A modo de opinión, este espacio de habitar un lugar común donde se pueda mantener un espacio de cambio plausible y democrático del nuevo texto constitucional con todos sus bemoles, es un mal/bien menor, que debemos estar con la nueva constitución que entrega dicho lugar de potencialidad de transformación del Chile de las desigualdades y las camisas de fuerza, a propósito de los halos de cambios de los sectores conservadores y las perspectivas sobre los escenarios que entrega el Presidente Ricardo Lagos Escobar (que él mismo o no quiere o queriendo, le suministra un daño a la línea de flotación de la opción del Apruebo), entendiendo que existen dificultades y mejoras al texto presentado es un deber como ciudadano conversar, discutir y debatir desde la carta magna presentada por una convención electa democrática, paritariamente y que de forma transparente realizó un trabajo constituyente (con altos y bajos).
“Nadie puede bañarse en el mismo río dos veces”, sentencia Heráclito en el Crátilo (intervenido por Platón en voz de Sócrates), es una referencia al cambio, al cambio tanto como totalidad como un concepto que se contrapone a sí mismo, el cambio, si ese cambio que angustia pero que genera también esperanza.
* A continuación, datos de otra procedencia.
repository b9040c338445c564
use std::fmt::{Display, Formatter};
use std::str::FromStr;

use serde::{Deserialize, Serialize};
use serde_json::Value;
use thiserror::Error;

#[derive(Debug, Clone, Copy, Serialize, Deserialize, PartialEq, Eq, Hash)]
#[serde(rename_all = "snake_case")]
pub enum EventKind {
    Penalty,
    Deficiency,
    Star,
    Staffing,
    Qrp,
    Vbp,
}

impl EventKind {
    pub fn as_str(&self) -> &'static str {
        match self {
            Self::Penalty => "penalty",
            Self::Deficiency => "deficiency",
            Self::Star => "star",
            Self::Staffing => "staffing",
            Self::Qrp => "qrp",
            Self::Vbp => "vbp",
        }
    }
}

impl Display for EventKind {
    fn fmt(&self, f: &mut Formatter<'_>) -> std::fmt::Result {
        f.write_str(self.as_str())
    }
}

/// Ordering only; declaration order is the report sort order.
#[derive(Debug, Clone, Copy, Serialize, Deserialize, PartialEq, Eq, Hash, PartialOrd, Ord)]
#[serde(rename_all = "snake_case")]
pub enum Severity {
    High,
    Warn,
    Info,
}

impl Severity {
    pub fn rank(&self) -> u8 {
        match self {
            Self::High => 0,
            Self::Warn => 1,
            Self::Info => 2,
        }
    }

    pub fn as_str(&self) -> &'static str {
        match self {
            Self::High => "high",
            Self::Warn => "warn",
            Self::Info => "info",
        }
    }

    pub fn at_least(&self, threshold: Severity) -> bool {
        self.rank() <= threshold.rank()
    }
}

impl Display for Severity {
    fn fmt(&self, f: &mut Formatter<'_>) -> std::fmt::Result {
        f.write_str(self.as_str())
    }
}

#[derive(Debug, Error)]
#[error("unknown severity: {0}")]
pub struct SeverityParseError(pub String);

impl FromStr for Severity {
    type Err = SeverityParseError;

    fn from_str(s: &str) -> Result<Self, Self::Err> {
        match s.trim().to_ascii_lowercase().as_str() {
            "high" => Ok(Self::High),
            "warn" | "warning" => Ok(Self::Warn),
            "info" => Ok(Self::Info),
            _ => Err(SeverityParseError(s.to_string())),
        }
    }
}

#[derive(Debug, Clone, Serialize, Deserialize, PartialEq)]
pub struct Event {
    #[serde(rename = "type")]
    pub kind: EventKind,
    pub severity: Severity,
    pub message: String,
    #[serde(default)]
    pub data: Value,
}

impl Event {
    pub fn new(kind: EventKind, severity: Severity, message: impl Into<String>, data: Value) -> Self {
        Self {
            kind,
            severity,
            message: message.into(),
            data,
        }
    }
}

/// Stable sort high → warn → info; emission order is kept within a tier.
pub fn sort_by_severity(events: &mut [Event]) {
    events.sort_by_key(|event| event.severity.rank());
}

#[cfg(test)]
mod tests {
    use serde_json::json;

    use super::*;

    fn event(kind: EventKind, severity: Severity, message: &str) -> Event {
        Event::new(kind, severity, message, Value::Null)
    }

    #[test]
    fn sorts_by_rank_and_keeps_emission_order() {
        let mut events = vec![
            event(EventKind::Star, Severity::Info, "a"),
            event(EventKind::Penalty, Severity::High, "b"),
            event(EventKind::Staffing, Severity::Warn, "c"),
            event(EventKind::Qrp, Severity::Info, "d"),
            event(EventKind::Deficiency, Severity::High, "e"),
            event(EventKind::Vbp, Severity::Warn, "f"),
        ];
        sort_by_severity(&mut events);
        let order: Vec<&str> = events.iter().map(|e| e.message.as_str()).collect();
        assert_eq!(order, vec!["b", "e", "c", "f", "a", "d"]);
    }

    #[test]
    fn serializes_with_type_field() {
        let e = Event::new(
            EventKind::Deficiency,
            Severity::Warn,
            "New deficiency",
            json!({"tag": "F689"}),
        );
        let value = serde_json::to_value(&e).expect("serialize");
        assert_eq!(value["type"], "deficiency");
        assert_eq!(value["severity"], "warn");
        assert_eq!(value["data"]["tag"], "F689");
    }

    #[test]
    fn severity_threshold_comparison() {
        assert!(Severity::High.at_least(Severity::Warn));
        assert!(Severity::Warn.at_least(Severity::Warn));
        assert!(!Severity::Info.at_least(Severity::Warn));
        assert_eq!("WARNING".parse::<Severity>().expect("parse"), Severity::Warn);
    }
}
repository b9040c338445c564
use anyhow::Result;
use serde::Serialize;

pub fn render_json<T: Serialize + ?Sized>(value: &T) -> Result<String> {
    Ok(serde_json::to_string_pretty(value)?)
}
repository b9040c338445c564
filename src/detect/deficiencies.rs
use std::collections::BTreeSet;

use serde_json::json;

use crate::dataset::{Ccn, Table};
use crate::detect::event::{Event, EventKind, Severity};
use crate::detect::rules::{classify_scope_severity, ScopeSeverityTier};
use crate::detect::DiffContext;

const KEY_COLUMNS: [&str; 3] = ["deficiency_tag", "inspection_date", "scope_and_severity"];

pub fn diff_deficiencies(
    previous: &Table,
    current: &Table,
    ccn: &Ccn,
    _ctx: &DiffContext,
) -> Vec<Event> {
    let current_rows = current.for_ccn(ccn);
    if current_rows.is_empty() {
        return Vec::new();
    }
    let previous_keys: BTreeSet<String> = previous
        .for_ccn(ccn)
        .iter()
        .map(|row| row.natural_key(&KEY_COLUMNS))
        .collect();

    let mut events = Vec::new();
    for row in current_rows {
        if previous_keys.contains(&row.natural_key(&KEY_COLUMNS)) {
            continue;
        }
        let code = row
            .text("scope_and_severity")
            .map(|c| c.to_ascii_uppercase())
            .unwrap_or_default();
        let tier = classify_scope_severity(&code);
        let severity = if tier == ScopeSeverityTier::ImmediateJeopardy {
            Severity::High
        } else {
            Severity::Warn
        };
        let tag = row
            .text("deficiency_tag")
            .unwrap_or_else(|| "untagged".to_string());
        let date = row.date("inspection_date");
        let date_label = date
            .map(|d| d.to_string())
            .unwrap_or_else(|| "unknown date".to_string());
        events.push(Event::new(
            EventKind::Deficiency,
            severity,
            format!("New deficiency {tag} ({code}) on {date_label}"),
            json!({
                "tag": tag,
                "scope_severity": code,
                "tier": tier,
                "date": date,
            }),
        ));
    }
    events
}

#[cfg(test)]
mod tests {
    use chrono::NaiveDate;

    use super::*;
    use crate::dataset::Record;

    fn ccn() -> Ccn {
        "012345".parse().expect("valid ccn")
    }

    fn ctx() -> DiffContext {
        DiffContext::new(NaiveDate::from_ymd_opt(2024, 6, 1).expect("date"))
    }

    fn deficiency(tag: &str, code: &str) -> Record {
        Record::new(ccn())
            .with_text("deficiency_tag", tag)
            .with_date(
                "inspection_date",
                NaiveDate::from_ymd_opt(2024, 5, 20).expect("date"),
            )
            .with_text("scope_and_severity", code)
    }

    #[test]
    fn immediate_jeopardy_codes_are_high() {
        for code in ["J", "K", "L"] {
            let current = Table::new(vec![deficiency("F689", code)]);
            let events = diff_deficiencies(&Table::default(), &current, &ccn(), &ctx());
            assert_eq!(events.len(), 1);
            assert_eq!(events[0].severity, Severity::High, "code {code}");
        }
    }

    #[test]
    fn other_codes_are_warn() {
        for code in ["D", "G", "I", "", "x"] {
            let current = Table::new(vec![deficiency("F880", code)]);
            let events = diff_deficiencies(&Table::default(), &current, &ccn(), &ctx());
            assert_eq!(events[0].severity, Severity::Warn, "code {code:?}");
        }
    }

    #[test]
    fn only_new_keys_are_reported() {
        let previous = Table::new(vec![deficiency("F689", "D")]);
        let current = Table::new(vec![deficiency("F689", "D"), deficiency("F880", "E")]);
        let events = diff_deficiencies(&previous, &current, &ccn(), &ctx());
        assert_eq!(events.len(), 1);
        assert_eq!(events[0].message, "New deficiency F880 (E) on 2024-05-20");
        assert_eq!(events[0].data["tier"], "potential_harm");
    }

    #[test]
    fn scope_change_on_same_tag_counts_as_new() {
        let previous = Table::new(vec![deficiency("F689", "D")]);
        let current = Table::new(vec![deficiency("F689", "J")]);
        let events = diff_deficiencies(&previous, &current, &ccn(), &ctx());
        assert_eq!(events.len(), 1);
        assert_eq!(events[0].severity, Severity::High);
    }
}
Esta constitución (la de 1980) fue cambiada un 25 de Octubre del 2020 con el plebiscito de entrada, y con el plebiscito de salida del próximo 4 de septiembre se ratificará dicho cambio, pero dicho cambio no puede ser estático, inmóvil, desafectado de la realidad de todas y todos los Chilenos, debe poseer dicho componente de cambio de ese espacio de habitar un lugar común de cambio plausible y democrático. La realidad de la arremetida del rechazo es el escenario actual y no comprender dicho escenario que suscita aquello es quedarse dormido en los laureles, se debe con honestidad tanto intelectual como pragmática poseer estrategias en diversos escenarios posibles comprendiendo lo anteriormente señalado, siempre dispuestos al diálogo constructivo, y transparentar posiciones no es necesariamente algo nefasto sino un criterio imprescindible a la hora de consensuar posturas al construir un espacio para habitar lo común y lo diverso.
Cristóbal Bravo Alvear.
Militante Revolución Democrática Región de Aysén.